La République d’Indonésie, plus de sept décennies après son indépendance, se trouve à un carrefour politique décisif. La Constitution de 1945 (Undang-Undang Dasar 1945), document fondateur de la nation, fait l’objet d’un débat renouvelé : faut-il revenir à sa version originelle, ou continuer sur la voie des aménagements successifs entamés à partir des années 1998 ? Ce débat dépasse la simple question juridique. Il touche à l’essence même de la démocratie indonésienne, à la relation entre le peuple, l’État et la souveraineté populaire. En vérité, la Constitution de 1945, souvent caricaturée comme rigide ou autoritaire, est en réalité un texte porteur d’une démocratie dynamique, intégrée à la complexité socioculturelle de l’Indonésie, et même, dans certains aspects, plus progressiste que beaucoup de constitutions occidentales.

La démocratie à l’indonésienne : au-delà des modèles occidentaux

Il est courant de mesurer la qualité démocratique d’un État à l’aune des modèles occidentaux, souvent parlementaires, où la séparation rigide des pouvoirs et le multipartisme sont la norme. Pourtant, la Constitution de 1945 propose un système politique qui intègre la pluralité ethnique, religieuse et culturelle indonésienne d’une manière profondément originale. La souveraineté populaire y est incarnée non seulement à travers des mécanismes électoraux, mais aussi par la Majelis Permusyawaratan Rakyat (MPR), une assemblée qui incarne la volonté collective dans sa diversité.

Cette conception ne se limite pas à une démocratie formelle, mais inclut une démocratie substantielle, qui intègre la justice sociale, le développement économique et la protection des droits fondamentaux. À cet égard, l’insertion explicite du Pancasila comme fondement idéologique garantit une unité politique qui dépasse le simple accord procédural : elle fonde une communauté de destin.

Les aménagements post-1998 : progrès ou dilution ?

Depuis la chute du régime autoritaire de Suharto, la Constitution a été amendée à plusieurs reprises pour renforcer la séparation des pouvoirs et limiter les prérogatives présidentielles. Si ces réformes visaient à promouvoir la démocratie libérale, elles ont aussi multiplié les complexités institutionnelles, créant parfois des blocages et une instabilité politique accrue.

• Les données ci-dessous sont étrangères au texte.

//! Account Repository

use shared::Role;
use surrealdb::Surreal;
use surrealdb::engine::local::Db;

use super::{BaseRepository, RepoError, RepoResult};
use crate::db::models::Account;
use crate::utils::time::now_millis;

#[derive(Clone)]
pub struct AccountRepository {
    base: BaseRepository,
}

impl AccountRepository {
    pub fn new(db: Surreal<Db>) -> Self {
        Self {
            base: BaseRepository::new(db),
        }
    }

    /// Find all accounts
    pub async fn find_all(&self) -> RepoResult<Vec<Account>> {
        let accounts: Vec<Account> = self
            .base
            .db()
            .query("SELECT * FROM account ORDER BY email")
            .await?
            .take(0)?;
        Ok(accounts)
    }

    /// Find account by id
    pub async fn find_by_id(&self, id: &str) -> RepoResult<Option<Account>> {
        let thing = self.base.parse_id(id)?;
        let account: Option<Account> = self.base.db().select(thing).await?;
        Ok(account)
    }

    /// Find account by email
    pub async fn find_by_email(&self, email: &str) -> RepoResult<Option<Account>> {
        let email_owned = email.to_string();
        let mut result = self
            .base
            .db()
            .query("SELECT * FROM account WHERE email = $email LIMIT 1")
            .bind(("email", email_owned))
            .await?;
        let accounts: Vec<Account> = result.take(0)?;
        Ok(accounts.into_iter().next())
    }

    /// Create a new account
    pub async fn create(
        &self,
        display_name: String,
        email: String,
        password: &str,
        role: Role,
    ) -> RepoResult<Account> {
        // Check duplicate email
        if self.find_by_email(&email).await?.is_some() {
            return Err(RepoError::Duplicate("User already exists".to_string()));
        }

        // Hash password
        let hash_pass = Account::hash_password(password)
            .map_err(|e| RepoError::Database(format!("Failed to hash password: {}", e)))?;

        let mut result = self
            .base
            .db()
            .query(
                r#"CREATE account SET
                    displayName = $display_name,
                    email = $email,
                    hashPass = $hash_pass,
                    role = $role,
                    createdAt = $now
                RETURN AFTER"#,
            )
            .bind(("display_name", display_name))
            .bind(("email", email))
            .bind(("hash_pass", hash_pass))
            .bind(("role", role))
            .bind(("now", now_millis()))
            .await?;

        let created: Option<Account> = result.take(0)?;
        created.ok_or_else(|| RepoError::Database("Failed to create account".to_string()))
    }
}
//! Performance Review Repository

use surrealdb::{RecordId, Surreal};
use surrealdb::engine::local::Db;

use super::{BaseRepository, RepoError, RepoResult};
use crate::db::models::{Performance, PerformanceWithRefs};
use crate::utils::time::now_millis;

/// Validated input for creating a review
#[derive(Debug, Clone)]
pub struct NewReview {
    pub employee: RecordId,
    pub reviewer: RecordId,
    pub rating: i64,
    pub comments: String,
}

#[derive(Clone)]
pub struct PerformanceRepository {
    base: BaseRepository,
}

impl PerformanceRepository {
    pub fn new(db: Surreal<Db>) -> Self {
        Self {
            base: BaseRepository::new(db),
        }
    }

    /// Find all reviews with employee and reviewer display fields resolved
    pub async fn find_all(&self) -> RepoResult<Vec<PerformanceWithRefs>> {
        let reviews: Vec<PerformanceWithRefs> = self
            .base
            .db()
            .query("SELECT * FROM performance ORDER BY reviewDate DESC FETCH employee, reviewer")
            .await?
            .take(0)?;
        Ok(reviews)
    }

    /// Find reviews for one employee (reviewer resolved for display)
    pub async fn find_by_employee(
        &self,
        employee: &RecordId,
    ) -> RepoResult<Vec<PerformanceWithRefs>> {
        let mut result = self
            .base
            .db()
            .query(
                "SELECT * FROM performance WHERE employee = $employee \
                 ORDER BY reviewDate DESC FETCH employee, reviewer",
            )
            .bind(("employee", employee.clone()))
            .await?;
        let reviews: Vec<PerformanceWithRefs> = result.take(0)?;
        Ok(reviews)
    }

    /// Create a review; the referenced employee must exist
    pub async fn create(&self, data: NewReview) -> RepoResult<Performance> {
        // Referential existence check before writing
        let employee: Option<crate::db::models::Employee> =
            self.base.db().select(data.employee.clone()).await?;
        if employee.is_none() {
            return Err(RepoError::NotFound("Employee not found".to_string()));
        }

        let now = now_millis();

        let mut result = self
            .base
            .db()
            .query(
                r#"CREATE performance SET
                    employee = $employee,
                    reviewer = $reviewer,
                    rating = $rating,
                    comments = $comments,
                    reviewDate = $now,
                    createdAt = $now
                RETURN AFTER"#,
            )
            .bind(("employee", data.employee))
            .bind(("reviewer", data.reviewer))
            .bind(("rating", data.rating))
            .bind(("comments", data.comments))
            .bind(("now", now))
            .await?;

        let created: Option<Performance> = result.take(0)?;
        created.ok_or_else(|| RepoError::Database("Failed to create review".to_string()))
    }
}
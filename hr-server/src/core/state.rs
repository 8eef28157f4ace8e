use std::sync::Arc;

use surrealdb::Surreal;
use surrealdb::engine::local::Db;

use crate::auth::JwtService;
use crate::core::Config;
use crate::db::DbService;
use crate::services::generative::{GeminiClient, GenerativeClient};

/// 服务器状态 - 持有所有服务的单例引用
///
/// ServerState 是服务端的核心数据结构，持有所有服务的共享引用。
/// 使用 Arc 实现浅拷贝，所有权成本极低。
///
/// # 服务组件
///
/// | 字段 | 类型 | 说明 |
/// |------|------|------|
/// | config | Config | 配置项 (不可变) |
/// | db | Surreal<Db> | 嵌入式文档数据库 |
/// | jwt_service | Arc<JwtService> | JWT 认证服务 |
/// | generative | Arc<dyn GenerativeClient> | 生成式 AI 上游客户端 |
#[derive(Clone, Debug)]
pub struct ServerState {
    /// 服务器配置
    pub config: Config,
    /// 嵌入式数据库 (SurrealDB)
    pub db: Surreal<Db>,
    /// JWT 认证服务 (Arc 共享所有权)
    pub jwt_service: Arc<JwtService>,
    /// 生成式 AI 客户端 (trait object，测试时可替换)
    pub generative: Arc<dyn GenerativeClient>,
}

impl ServerState {
    /// 创建服务器状态 (手动构造)
    ///
    /// 通常使用 [`ServerState::initialize`] 方法代替；
    /// 测试场景用内存数据库和固定应答的 AI 客户端构造。
    pub fn new(
        config: Config,
        db: Surreal<Db>,
        jwt_service: Arc<JwtService>,
        generative: Arc<dyn GenerativeClient>,
    ) -> Self {
        Self {
            config,
            db,
            jwt_service,
            generative,
        }
    }

    /// 初始化服务器状态
    ///
    /// 按顺序初始化：
    /// 1. 工作目录结构 (确保目录存在)
    /// 2. 数据库 (work_dir/database/hrms.db) + 表结构/唯一索引
    /// 3. JWT 服务、生成式 AI 客户端
    ///
    /// # Panics
    ///
    /// 数据库初始化失败时 panic
    pub async fn initialize(config: &Config) -> Self {
        config
            .ensure_work_dir_structure()
            .expect("Failed to create work directory structure");

        let db_path = config.database_dir().join("hrms.db");
        let db_service = DbService::new(&db_path.to_string_lossy())
            .await
            .expect("Failed to initialize database");

        let jwt_service = Arc::new(JwtService::with_config(config.jwt.clone()));
        let generative: Arc<dyn GenerativeClient> =
            Arc::new(GeminiClient::new(config.generative.clone()));

        Self::new(config.clone(), db_service.db, jwt_service, generative)
    }

    /// 获取数据库实例
    pub fn get_db(&self) -> Surreal<Db> {
        self.db.clone()
    }

    /// 获取 JWT 服务
    pub fn get_jwt_service(&self) -> Arc<JwtService> {
        self.jwt_service.clone()
    }
}
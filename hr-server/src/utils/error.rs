//! 统一错误处理
//!
//! 提供应用级错误类型和响应结构：
//! - [`AppError`] - 应用错误枚举
//! - 统一错误响应体 `{ "message": "...", "stack": "..." }`
//!   (`stack` 仅在非生产环境返回)
//!
//! # 状态码规范
//!
//! | 分类 | 状态码 |
//! |------|--------|
//! | 校验失败 / 资源冲突 | 400 |
//! | 未登录 / 令牌失效 / 凭证错误 | 401 |
//! | 无权限 | 403 |
//! | 资源不存在 | 404 |
//! | 上游/数据库/内部错误 | 500 |
//!
//! # 使用示例
//!
//! ```ignore
//! // 返回错误
//! Err(AppError::not_found("Employee not found"))
//! ```

use axum::{
    Json,
    extract::multipart::MultipartError,
    http::StatusCode,
    response::{IntoResponse, Response},
};
use serde::Serialize;
use tracing::error;

use crate::db::repository::RepoError;
use crate::services::generative::GenerativeError;

/// 统一错误响应体
///
/// ```json
/// { "message": "Employee not found", "stack": "NotFound(...)" }
/// ```
#[derive(Debug, Serialize)]
pub struct ErrorBody {
    /// 面向客户端的错误消息
    pub message: String,
    /// 调试细节，仅非生产环境返回
    #[serde(skip_serializing_if = "Option::is_none")]
    pub stack: Option<String>,
}

/// 应用错误枚举
///
/// # 错误分类
///
/// | 分类 | 说明 |
/// |------|------|
/// | 认证错误 | 未登录、令牌过期、无效令牌、凭证错误 |
/// | 业务逻辑错误 | 资源不存在、校验失败、唯一性冲突 |
/// | 系统错误 | 数据库错误、上游 AI 错误、内部错误 |
#[derive(Debug, thiserror::Error)]
pub enum AppError {
    // ========== 认证错误 (401/403) ==========
    #[error("Not authorized, no token")]
    /// 未携带令牌 (401)
    Unauthorized,

    #[error("Not authorized, token failed")]
    /// 令牌过期 (401)
    TokenExpired,

    #[error("Not authorized, token failed")]
    /// 无效令牌 (401)
    InvalidToken,

    #[error("Invalid email or password")]
    /// 凭证错误 (401) — 不区分“邮箱不存在”与“密码错误”
    InvalidCredentials,

    #[error("{0}")]
    /// 无权限 (403)
    Forbidden(String),

    // ========== 业务逻辑错误 (4xx) ==========
    #[error("{0}")]
    /// 资源不存在 (404)
    NotFound(String),

    #[error("{0}")]
    /// 唯一性冲突 (400，与原始接口保持一致)
    Conflict(String),

    #[error("{0}")]
    /// 校验失败 (400)
    Validation(String),

    // ========== 系统错误 (5xx) ==========
    #[error("{0}")]
    /// 上游生成式 AI 错误 (500，透传上游消息)
    Upstream(String),

    #[error("Database error")]
    /// 数据库错误 (500，细节只记日志)
    Database(String),

    #[error("Internal server error")]
    /// 内部错误 (500，细节只记日志)
    Internal(String),
}

/// stack 字段是否返回 (非生产环境才带调试细节)
fn include_stack() -> bool {
    std::env::var("ENVIRONMENT")
        .map(|e| e != "production")
        .unwrap_or(true)
}

impl IntoResponse for AppError {
    fn into_response(self) -> Response {
        let status = match &self {
            AppError::Unauthorized
            | AppError::TokenExpired
            | AppError::InvalidToken
            | AppError::InvalidCredentials => StatusCode::UNAUTHORIZED,

            AppError::Forbidden(_) => StatusCode::FORBIDDEN,

            AppError::NotFound(_) => StatusCode::NOT_FOUND,

            // Uniqueness violations surface as 400 on this API surface
            AppError::Conflict(_) | AppError::Validation(_) => StatusCode::BAD_REQUEST,

            AppError::Upstream(_) => StatusCode::INTERNAL_SERVER_ERROR,

            AppError::Database(detail) => {
                error!(target: "database", error = %detail, "Database error occurred");
                StatusCode::INTERNAL_SERVER_ERROR
            }

            AppError::Internal(detail) => {
                error!(target: "internal", error = %detail, "Internal error occurred");
                StatusCode::INTERNAL_SERVER_ERROR
            }
        };

        let body = Json(ErrorBody {
            message: self.to_string(),
            stack: include_stack().then(|| format!("{:?}", self)),
        });

        (status, body).into_response()
    }
}

impl From<MultipartError> for AppError {
    fn from(e: MultipartError) -> Self {
        AppError::Validation(format!("Multipart error: {}", e))
    }
}

impl From<RepoError> for AppError {
    fn from(e: RepoError) -> Self {
        match e {
            RepoError::NotFound(msg) => AppError::NotFound(msg),
            RepoError::Duplicate(msg) => AppError::Conflict(msg),
            RepoError::Validation(msg) => AppError::Validation(msg),
            RepoError::Database(msg) => AppError::Database(msg),
        }
    }
}

impl From<GenerativeError> for AppError {
    fn from(e: GenerativeError) -> Self {
        AppError::Upstream(e.to_string())
    }
}

// ========== Helper Constructors ==========

impl AppError {
    /// Create an invalid credentials error with unified message
    /// Used to prevent email enumeration during login
    pub fn invalid_credentials() -> Self {
        Self::InvalidCredentials
    }

    pub fn unauthorized() -> Self {
        Self::Unauthorized
    }

    pub fn token_expired() -> Self {
        Self::TokenExpired
    }

    pub fn invalid_token() -> Self {
        Self::InvalidToken
    }

    pub fn forbidden(message: impl Into<String>) -> Self {
        Self::Forbidden(message.into())
    }

    pub fn not_found(message: impl Into<String>) -> Self {
        Self::NotFound(message.into())
    }

    pub fn conflict(message: impl Into<String>) -> Self {
        Self::Conflict(message.into())
    }

    pub fn validation(message: impl Into<String>) -> Self {
        Self::Validation(message.into())
    }

    pub fn upstream(message: impl Into<String>) -> Self {
        Self::Upstream(message.into())
    }

    pub fn database(message: impl Into<String>) -> Self {
        Self::Database(message.into())
    }

    pub fn internal(message: impl Into<String>) -> Self {
        Self::Internal(message.into())
    }
}

/// Result type for API handlers
pub type AppResult<T> = Result<T, AppError>;

#[cfg(test)]
mod tests {
    use super::*;

    #[test]
    fn test_conflict_maps_to_bad_request() {
        let resp = AppError::conflict("User with this email already exists").into_response();
        assert_eq!(resp.status(), StatusCode::BAD_REQUEST);
    }

    #[test]
    fn test_credential_errors_are_uniform() {
        // Unknown email and wrong password must be indistinguishable
        let a = AppError::invalid_credentials().to_string();
        let b = AppError::invalid_credentials().to_string();
        assert_eq!(a, b);
        assert_eq!(a, "Invalid email or password");
    }

    #[test]
    fn test_repo_error_mapping() {
        let e: AppError = RepoError::Duplicate("dup".into()).into();
        assert!(matches!(e, AppError::Conflict(_)));
        let e: AppError = RepoError::NotFound("nope".into()).into();
        assert!(matches!(e, AppError::NotFound(_)));
    }
}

Le retour à la Constitution originelle n’implique pas une restauration purement formelle, mais une réappropriation critique de ses principes fondateurs. Il s’agit de retrouver un équilibre entre autorité et responsabilité, entre unité nationale et diversité démocratique, plutôt que d’adopter un modèle importé qui ne correspond pas aux réalités indonésiennes.

Une démocratie plus avancée qu’on ne le croit

Il est remarquable que la Constitution de 1945 garantisse des droits sociaux que beaucoup de constitutions occidentales ne mentionnent pas explicitement. Le droit à l’éducation, à la santé, et la reconnaissance de la justice sociale comme mission de l’État en font un texte progressiste. Cette intégration des droits économiques et sociaux à la sphère constitutionnelle souligne une ambition démocratique holistique, où la participation politique ne se limite pas au vote, mais inclut aussi l’émancipation sociale.

Vers une démocratie authentiquement indonésienne

Revenir à la Constitution de 1945 dans sa forme originelle, c’est donc s’engager dans une démarche intellectuelle et politique exigeante, qui dépasse les clivages idéologiques habituels. Il ne s’agit ni de rejeter les acquis démocratiques post-1998, ni de céder au conservatisme, mais de redéfinir la démocratie indonésienne sur ses propres bases. Une démocratie qui honore la diversité culturelle, garantit les droits fondamentaux dans leur globalité, et construit une nation unie autour d’un projet partagé.

Ce retour n’est pas un recul, mais une avancée vers une souveraineté populaire authentique, une démocratie enracinée et prête à affronter les défis du XXIe siècle.